James Bond’s favourite car maker found little love from other buyers as it swung to a loss before tax of £13.5m in the three months to the end of September. That compared with a £3.1m profit this time last year.
It came as buyer demand stagnated, with revenue falling 11 per cent year on year to £250.1m.
Aston Martin only built 1,497 cars over the quarter, a 16 per cent fall from last year’s 1,776 units.
Net debt stood at £800m, up significantly from December 2018’s £560m but marginally down from £811m a year ago.
Why it’s interesting
Aston Martin cited softness in the UK and EMEA markets, where sales fell 22 per cent and 17 respectively, but said they performed better in the second quarter.
It also warned that total wholesale volumes for the year will now be lower than guided to, but “within the range” of market expectations.
The car manufacturer, whose shares have fallen 77 per cent since its public market debut a year ago, added that it is taking action to control costs by implementing an efficiency programme.

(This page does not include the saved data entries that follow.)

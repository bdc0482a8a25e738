//! Scalar reference implementations for the absolute difference family.

use crate::view::Raster;

/// Sum of `|a - b|`.
#[must_use]
pub fn abs_difference_sum(a: &Raster<'_, u8>, b: &Raster<'_, u8>) -> u64 {
    (0..a.height())
        .map(|y| row_sum(a.row(y), b.row(y), None, 0))
        .sum()
}

/// Sum of `|a - b|` where `mask == index`.
#[must_use]
pub fn abs_difference_sum_masked(
    a: &Raster<'_, u8>,
    b: &Raster<'_, u8>,
    mask: &Raster<'_, u8>,
    index: u8,
) -> u64 {
    (0..a.height())
        .map(|y| row_sum(a.row(y), b.row(y), Some(mask.row(y)), index))
        .sum()
}

fn row_sum(a: &[u8], b: &[u8], mask: Option<&[u8]>, index: u8) -> u64 {
    a.iter()
        .zip(b)
        .enumerate()
        .filter(|&(x, _)| mask.map_or(true, |mask| mask[x] == index))
        .map(|(_, (&a, &b))| u64::from(a.abs_diff(b)))
        .sum()
}

/// Nine shifted difference sums over the interior; entry `(dy + 1) * 3 + (dx + 1)`
/// compares `current(y, x)` with `background(y + dy, x + dx)`.
#[must_use]
pub fn abs_difference_sums_3x3(current: &Raster<'_, u8>, background: &Raster<'_, u8>) -> [u64; 9] {
    sums_3x3(current, background, None, 0)
}

/// [`abs_difference_sums_3x3`] restricted to interior pixels where `mask == index`.
#[must_use]
pub fn abs_difference_sums_3x3_masked(
    current: &Raster<'_, u8>,
    background: &Raster<'_, u8>,
    mask: &Raster<'_, u8>,
    index: u8,
) -> [u64; 9] {
    sums_3x3(current, background, Some(mask), index)
}

fn sums_3x3(
    current: &Raster<'_, u8>,
    background: &Raster<'_, u8>,
    mask: Option<&Raster<'_, u8>>,
    index: u8,
) -> [u64; 9] {
    let (width, height) = (current.width(), current.height());
    let mut sums = [0u64; 9];
    for y in 1..height - 1 {
        let row = current.row(y);
        let selected = mask.map(|mask| mask.row(y));
        for x in 1..width - 1 {
            if selected.is_some_and(|selected| selected[x] != index) {
                continue;
            }
            for (dy, neighbour_row) in (y - 1..=y + 1).enumerate() {
                let neighbours = &background.row(neighbour_row)[x - 1..=x + 1];
                for (dx, &value) in neighbours.iter().enumerate() {
                    sums[dy * 3 + dx] += u64::from(row[x].abs_diff(value));
                }
            }
        }
    }
    sums
}
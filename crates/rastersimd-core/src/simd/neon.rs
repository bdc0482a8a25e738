//! ARM NEON helpers for aarch64.
//!
//! NEON loads and stores have no aligned form, so NEON kernels keep a single
//! code path and skip the alignment selector.

use std::arch::aarch64::*;

use super::tail;

/// Bytes per 128-bit vector.
pub(crate) const A: usize = 16;
/// 16-bit lanes per vector.
pub(crate) const HA: usize = 8;
/// f32 lanes per vector.
pub(crate) const F: usize = 4;

/// Byte mask keeping the last `count` bytes of a vector.
#[inline]
pub(crate) fn right_not_zero_u8(count: usize) -> uint8x16_t {
    // SAFETY: the mask slice is exactly 16 bytes long.
    unsafe { vld1q_u8(tail::right_not_zero(count, A).as_ptr()) }
}

#[inline]
pub(crate) fn reduce_min_u8(value: uint8x16_t) -> u8 {
    // SAFETY: NEON is always available on aarch64.
    unsafe { vminvq_u8(value) }
}

#[inline]
pub(crate) fn reduce_max_u8(value: uint8x16_t) -> u8 {
    // SAFETY: NEON is always available on aarch64.
    unsafe { vmaxvq_u8(value) }
}

/// Pairwise-widens 16 bytes into the running u64 lanes.
#[inline]
pub(crate) fn accumulate_u8(sum: uint64x2_t, value: uint8x16_t) -> uint64x2_t {
    // SAFETY: NEON is always available on aarch64.
    unsafe { vpadalq_u32(sum, vpaddlq_u16(vpaddlq_u8(value))) }
}

/// Sum of squares of 16 bytes as four u32 lanes.
#[inline]
pub(crate) fn square_u8(value: uint8x16_t) -> uint32x4_t {
    correlation_u8(value, value)
}

/// Sum of products of 16 byte pairs as four u32 lanes.
#[inline]
pub(crate) fn correlation_u8(a: uint8x16_t, b: uint8x16_t) -> uint32x4_t {
    // SAFETY: NEON is always available on aarch64.
    unsafe {
        let lo = vmull_u8(vget_low_u8(a), vget_low_u8(b));
        let hi = vmull_u8(vget_high_u8(a), vget_high_u8(b));
        vaddq_u32(vpaddlq_u16(lo), vpaddlq_u16(hi))
    }
}

#[inline]
pub(crate) fn extract_u64_sum(value: uint64x2_t) -> u64 {
    // SAFETY: NEON is always available on aarch64.
    unsafe { vaddvq_u64(value) }
}
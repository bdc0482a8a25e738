//! Benchmark raster statistics and difference kernels against their scalar
//! references.
//!
//! Run with: `cargo bench --bench statistic_benchmark`

#![allow(clippy::cast_possible_truncation)]

use criterion::{black_box, criterion_group, criterion_main, BenchmarkId, Criterion, Throughput};
use rastersimd_core::memory::{align_hi, AlignedBuffer, SIMD_ALIGN};
use rastersimd_core::{difference, simd, statistic, Raster};

const SIZES: [(usize, usize); 3] = [(64, 64), (640, 480), (1920, 1080)];

/// Aligned image with a deterministic texture.
fn generate_image(width: usize, height: usize, seed: usize) -> (AlignedBuffer<u8>, usize) {
    let stride = align_hi(width, SIMD_ALIGN);
    let mut buffer = AlignedBuffer::new(stride * height).expect("bench allocation");
    for (i, v) in buffer.iter_mut().enumerate() {
        *v = ((i * 31 + seed * 7) ^ (i >> 5)) as u8;
    }
    (buffer, stride)
}

fn bench_get_statistic(c: &mut Criterion) {
    let mut group = c.benchmark_group("get_statistic");
    for (width, height) in SIZES {
        let (buffer, stride) = generate_image(width, height, 0);
        let image = Raster::new(buffer.as_slice(), stride, width, height).expect("bench raster");
        let id = format!("{width}x{height}");
        group.throughput(Throughput::Bytes((width * height) as u64));

        group.bench_with_input(BenchmarkId::new("dispatch", &id), &image, |bencher, image| {
            bencher.iter(|| statistic::get_statistic(black_box(image)));
        });
        group.bench_with_input(BenchmarkId::new("scalar", &id), &image, |bencher, image| {
            bencher.iter(|| statistic::scalar::get_statistic(black_box(image)));
        });
    }
    group.finish();
}

fn bench_col_sums(c: &mut Criterion) {
    let mut group = c.benchmark_group("get_col_sums");
    for (width, height) in SIZES {
        let (buffer, stride) = generate_image(width, height, 1);
        let image = Raster::new(buffer.as_slice(), stride, width, height).expect("bench raster");
        let mut sums = vec![0u32; width];
        let id = format!("{width}x{height}");
        group.throughput(Throughput::Bytes((width * height) as u64));

        group.bench_function(BenchmarkId::new("dispatch", &id), |bencher| {
            bencher.iter(|| statistic::get_col_sums(black_box(&image), &mut sums));
        });
        group.bench_function(BenchmarkId::new("scalar", &id), |bencher| {
            bencher.iter(|| statistic::scalar::get_col_sums(black_box(&image), &mut sums));
        });
    }
    group.finish();
}

fn bench_abs_difference(c: &mut Criterion) {
    let mut group = c.benchmark_group("abs_difference_sum");
    for (width, height) in SIZES {
        let (a, stride) = generate_image(width, height, 2);
        let (b, _) = generate_image(width, height, 3);
        let a = Raster::new(a.as_slice(), stride, width, height).expect("bench raster");
        let b = Raster::new(b.as_slice(), stride, width, height).expect("bench raster");
        let id = format!("{width}x{height}");
        group.throughput(Throughput::Bytes((2 * width * height) as u64));

        group.bench_function(BenchmarkId::new("dispatch", &id), |bencher| {
            bencher.iter(|| difference::abs_difference_sum(black_box(&a), black_box(&b)));
        });
        group.bench_function(BenchmarkId::new("sums_3x3", &id), |bencher| {
            bencher.iter(|| difference::abs_difference_sums_3x3(black_box(&a), black_box(&b)));
        });
        group.bench_function(BenchmarkId::new("scalar", &id), |bencher| {
            bencher.iter(|| difference::scalar::abs_difference_sum(black_box(&a), black_box(&b)));
        });
    }
    group.finish();
}

fn report_level(_: &mut Criterion) {
    simd::warmup_simd_cache();
    println!("SIMD level: {:?}", simd::simd_level());
}

criterion_group!(benches, report_level, bench_get_statistic, bench_col_sums, bench_abs_difference);
criterion_main!(benches);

Shares picked up 9.3 per cent to 456.4p in early trading as Aston Martin said its first production trial of the DBX is now complete. Orders for the car have already being placed at “confidential” customer events and a second trial is set to begin later this month.
Aston Martin raised $150m last month to help pay for the car’s development, with market watchers balking at the extremely high 12 per cent interest rate.
The DBX launch is part of an ambitious plan to release seven cars inside seven years, with Aston Martin warning today that demand for its Vantage model is waning.
“The segment of the market in which Vantage competes is declining, and notwithstanding a growing market-share, Vantage demand remains weaker than our original targets,” the firm said.
What Aston Martin said
CEO Andy Palmer said:
Tough trading conditions, particularly in the UK and Europe, persist and whilst retail sales have grown 13% year-to-date, wholesale volumes remain under pressure.
We remain pleased with the performance of DB11 and DBS Superleggera, however, the segment of the market in which Vantage competes is declining, and notwithstanding a growing market-share, Vantage demand remains weaker than our original plans.
As a consequence, total wholesale volumes are down year-on-year as we balance growth, brand positioning and dealer inventories. Additionally, we are taking actions to control our costs through an efficiency programme.
DBX development is progressing well, with the global launch in Beijing on 20 November. The first production trial build has been completed, and St Athan commissioned, with start of production due in Q2 2020 as planned.
We are delighted with the early reception the car has received from customers and initial orders are being placed at the confidential events.
The launch of Vantage AMR and Roadster are also on track, and all 19 DB4 GT Zagato Continuations are planned to be delivered by the end of this year. We are working hard to deliver the year as we head into our peak trading season.